Dataset entries:
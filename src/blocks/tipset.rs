// Copyright 2019-2026 ChainSafe Systems
// SPDX-License-Identifier: Apache-2.0, MIT

use std::sync::Arc;

use anyhow::Context as _;
use cid::Cid;
use fvm_ipld_blockstore::Blockstore;
use itertools::Itertools as _;
use tracing::instrument;

use super::{Block, ChainEpoch, Error, TipsetKey};

/// A non-empty set of sibling blocks: same parents, same height.
///
/// Blocks are kept in ascending order of their CID string. Every consumer
/// (serialization, equality, API output) relies on that order.
#[derive(Clone, Debug)]
pub struct Tipset {
    key: TipsetKey,
    blocks: Vec<Block>,
}

impl PartialEq for Tipset {
    fn eq(&self, other: &Self) -> bool {
        self.key == other.key
    }
}

impl Eq for Tipset {}

impl From<Block> for Tipset {
    fn from(block: Block) -> Self {
        Self {
            key: TipsetKey::from(block.cid()),
            blocks: vec![block],
        }
    }
}

impl Tipset {
    /// Builds a tipset from its blocks, in any order.
    ///
    /// Fails if there are no blocks, if the blocks disagree on parents or
    /// height, or if the same block is given twice. A block without parents
    /// must be at height 0, and only such a block may be.
    pub fn new(blocks: impl IntoIterator<Item = Block>) -> Result<Self, Error> {
        let mut blocks = blocks
            .into_iter()
            .map(|block| (block.cid(), block))
            .collect_vec();
        let Some((_, first)) = blocks.first() else {
            return Err(Error::InvalidTipset("no blocks".into()));
        };
        if first.height < 0 {
            return Err(Error::InvalidTipset(format!(
                "negative height {}",
                first.height
            )));
        }
        if first.parents.is_empty() != (first.height == 0) {
            return Err(Error::InvalidTipset(format!(
                "height {} with {} parents, only genesis has no parents",
                first.height,
                first.parents.len()
            )));
        }
        for (cid, block) in &blocks[1..] {
            if block.parents != first.parents {
                return Err(Error::InvalidTipset(format!(
                    "block {cid} has parents {}, expected {}",
                    block.parents, first.parents
                )));
            }
            if block.height != first.height {
                return Err(Error::InvalidTipset(format!(
                    "block {cid} has height {}, expected {}",
                    block.height, first.height
                )));
            }
        }
        blocks.sort_by_cached_key(|(cid, _)| cid.to_string());
        if let Some(((cid, _), _)) = blocks.iter().tuple_windows().find(|(a, b)| a.0 == b.0) {
            return Err(Error::InvalidTipset(format!("duplicate block {cid}")));
        }

        let (cids, blocks): (Vec<Cid>, Vec<Block>) = blocks.into_iter().unzip();
        Ok(Self {
            key: TipsetKey::from(cids),
            blocks,
        })
    }

    /// Adds a sibling block, keeping the blocks ordered.
    pub fn add(&mut self, block: Block) -> Result<(), Error> {
        let blocks = std::mem::take(&mut self.blocks);
        match Self::new(blocks.iter().cloned().chain(std::iter::once(block))) {
            Ok(tipset) => {
                *self = tipset;
                Ok(())
            }
            Err(e) => {
                self.blocks = blocks;
                Err(e)
            }
        }
    }

    /// Loads a tipset from the blockstore. Returns `None` if any of its
    /// blocks is missing.
    #[instrument(skip_all)]
    pub fn load(db: &impl Blockstore, key: &TipsetKey) -> anyhow::Result<Option<Tipset>> {
        let mut blocks = Vec::with_capacity(key.len());
        for cid in key {
            match Block::load(db, cid)? {
                Some(block) => blocks.push(block),
                None => return Ok(None),
            }
        }
        if blocks.is_empty() {
            return Ok(None);
        }
        Ok(Some(Tipset::new(blocks)?))
    }

    /// Like [`Tipset::load`], but a missing tipset is an error.
    pub fn load_required(db: &impl Blockstore, key: &TipsetKey) -> anyhow::Result<Tipset> {
        Tipset::load(db, key)?.with_context(|| format!("tipset {key} not found"))
    }

    /// Iterates from this tipset back to genesis. A missing parent cuts the
    /// chain short.
    pub fn chain(self, db: &impl Blockstore) -> impl Iterator<Item = Tipset> + '_ {
        std::iter::successors(Some(self), move |child| {
            if child.is_genesis() {
                None
            } else {
                Tipset::load(db, child.parents()).ok().flatten()
            }
        })
    }

    pub fn key(&self) -> &TipsetKey {
        &self.key
    }

    /// Member block CIDs, ascending.
    pub fn cids(&self) -> &[Cid] {
        self.key.cids()
    }

    /// Member blocks, ordered by ascending CID.
    pub fn blocks(&self) -> &[Block] {
        &self.blocks
    }

    pub fn into_blocks(self) -> Vec<Block> {
        self.blocks
    }

    pub fn len(&self) -> usize {
        self.blocks.len()
    }

    pub fn is_empty(&self) -> bool {
        self.blocks.is_empty()
    }

    pub fn height(&self) -> ChainEpoch {
        self.first().height
    }

    pub fn parents(&self) -> &TipsetKey {
        &self.first().parents
    }

    pub fn parent_weight(&self) -> u64 {
        self.first().parent_weight
    }

    pub fn is_genesis(&self) -> bool {
        self.parents().is_empty()
    }

    fn first(&self) -> &Block {
        // non-empty by construction
        &self.blocks[0]
    }
}

/// A tipset paired with the state root produced by executing it.
#[derive(Clone, Debug, PartialEq, Eq)]
pub struct TipsetAndState {
    pub tipset: Arc<Tipset>,
    pub state_root: Cid,
}

impl TipsetAndState {
    pub fn new(tipset: impl Into<Arc<Tipset>>, state_root: Cid) -> Self {
        Self {
            tipset: tipset.into(),
            state_root,
        }
    }

    pub fn key(&self) -> &TipsetKey {
        self.tipset.key()
    }
}
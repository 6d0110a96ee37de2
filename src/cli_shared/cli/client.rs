// Copyright 2019-2026 ChainSafe Systems
// SPDX-License-Identifier: Apache-2.0, MIT

use std::path::PathBuf;

use directories::ProjectDirs;
use serde::{Deserialize, Serialize};

/// Network used when none is configured.
pub const DEFAULT_NETWORK_NAME: &str = "localnet";

#[derive(Debug, Clone, Serialize, Deserialize, PartialEq, Eq)]
#[serde(default)]
pub struct Client {
    /// Root of all chain data. Each network gets its own sub-directory.
    pub data_dir: PathBuf,
    /// Recorded in the genesis state by `init`.
    pub network_name: String,
}

impl Default for Client {
    fn default() -> Self {
        let data_dir = ProjectDirs::from("com", "ChainSafe", "ForestChain")
            .map(|dir| dir.data_dir().to_path_buf())
            .unwrap_or_else(|| PathBuf::from(".forest-chain"));
        Self {
            data_dir,
            network_name: DEFAULT_NETWORK_NAME.into(),
        }
    }
}
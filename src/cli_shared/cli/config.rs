// Copyright 2019-2026 ChainSafe Systems
// SPDX-License-Identifier: Apache-2.0, MIT

use std::{fmt, str::FromStr};

use serde::{Deserialize, Serialize};
use serde_with::{DeserializeFromStr, SerializeDisplay};
use tracing_subscriber::filter::LevelFilter;

use super::client::Client;
use crate::chain::ChainStoreConfig;
use crate::db::db_engine::DbConfig;

/// A level such as `info` or `OFF`, parsed case-insensitively.
#[derive(PartialEq, Eq, Debug, Clone, SerializeDisplay, DeserializeFromStr)]
pub struct LogLevelFilter(pub LevelFilter);

impl fmt::Display for LogLevelFilter {
    fn fmt(&self, f: &mut fmt::Formatter<'_>) -> fmt::Result {
        self.0.fmt(f)
    }
}

impl FromStr for LogLevelFilter {
    type Err = <LevelFilter as FromStr>::Err;

    fn from_str(s: &str) -> Result<Self, Self::Err> {
        s.parse().map(Self)
    }
}

#[derive(Serialize, Deserialize, PartialEq, Eq, Debug, Clone)]
pub struct LogConfig {
    pub filters: Vec<LogValue>,
}

impl LogConfig {
    /// Directives in `EnvFilter` syntax, e.g. `parity_db=warn`.
    pub(in crate::cli_shared) fn to_filter_string(&self) -> String {
        self.filters
            .iter()
            .map(|f| format!("{}={}", f.module, f.level))
            .collect::<Vec<_>>()
            .join(",")
    }
}

impl Default for LogConfig {
    fn default() -> Self {
        Self {
            filters: vec![
                LogValue::new("parity_db", LogLevelFilter(LevelFilter::WARN)),
                LogValue::new("forest_chain_store::db", LogLevelFilter(LevelFilter::INFO)),
            ],
        }
    }
}

#[derive(Serialize, Deserialize, PartialEq, Eq, Debug, Clone)]
pub struct LogValue {
    pub module: String,
    pub level: LogLevelFilter,
}

impl LogValue {
    pub fn new(module: &str, level: LogLevelFilter) -> Self {
        Self {
            module: module.to_string(),
            level,
        }
    }
}

#[derive(Serialize, Deserialize, PartialEq, Eq, Default, Debug, Clone)]
#[serde(default)]
pub struct Config {
    pub client: Client,
    pub chain_store: ChainStoreConfig,
    pub log: LogConfig,
}

impl Config {
    pub fn db_config(&self) -> &DbConfig {
        &self.chain_store.db
    }
}
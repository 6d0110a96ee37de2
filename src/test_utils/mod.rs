// Copyright 2019-2026 ChainSafe Systems
// SPDX-License-Identifier: Apache-2.0, MIT

use cid::Cid;
use fvm_ipld_encoding::RawBytes;
use fvm_shared4::address::Address;
use fvm_shared4::crypto::signature::Signature;
use fvm_shared4::econ::TokenAmount;

use crate::blocks::{Block, Tipset, TipsetKey};
use crate::message::{Message, MessageReceipt, SignedMessage};
use crate::utils::cid::CidCborExt as _;

/// A deterministic fake state root.
pub fn state_root_for_test(n: u64) -> Cid {
    Cid::from_cbor_blake2b256(&("state", n)).unwrap()
}

/// A block on top of `parent` (or a genesis block when `None`). Blocks that
/// share a parent and differ in `nonce` are distinct siblings.
pub fn new_block_for_test(parent: Option<&Tipset>, nonce: u64) -> Block {
    let (parents, height) = match parent {
        Some(parent) => (parent.key().clone(), parent.height() + 1),
        None => (TipsetKey::default(), 0),
    };
    Block {
        miner: Address::new_id(1000 + nonce),
        parents,
        height,
        state_root: state_root_for_test(nonce),
        nonce,
        timestamp: nonce,
        ..Default::default()
    }
}

/// A linear chain `genesis, h1, .., h{len}`, one block per tipset.
pub fn linear_chain_for_test(len: usize) -> Vec<Tipset> {
    let mut chain = vec![Tipset::from(new_block_for_test(None, 0))];
    for n in 1..=len {
        let parent = chain.last().unwrap();
        chain.push(Tipset::from(new_block_for_test(Some(parent), n as u64)));
    }
    chain
}

/// A signed transfer with a dummy signature, and a receipt for it.
pub fn message_and_receipt_for_test(
    from: u64,
    to: u64,
    exit_code: u8,
    ret: &[u8],
) -> (SignedMessage, MessageReceipt) {
    let message = Message::transfer(
        Address::new_id(from),
        Address::new_id(to),
        0,
        TokenAmount::from_atto(1),
    );
    (
        SignedMessage::new_unchecked(message, Signature::new_secp256k1(vec![7; 65])),
        MessageReceipt {
            exit_code,
            return_values: vec![RawBytes::new(ret.to_vec())],
            gas_used: 0,
        },
    )
}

Exercise: Find all the lines with "DeserializeFromStr" in the data and copy them.

Result of the task:
use serde_with::{DeserializeFromStr, SerializeDisplay};
#[derive(PartialEq, Eq, Debug, Clone, SerializeDisplay, DeserializeFromStr)]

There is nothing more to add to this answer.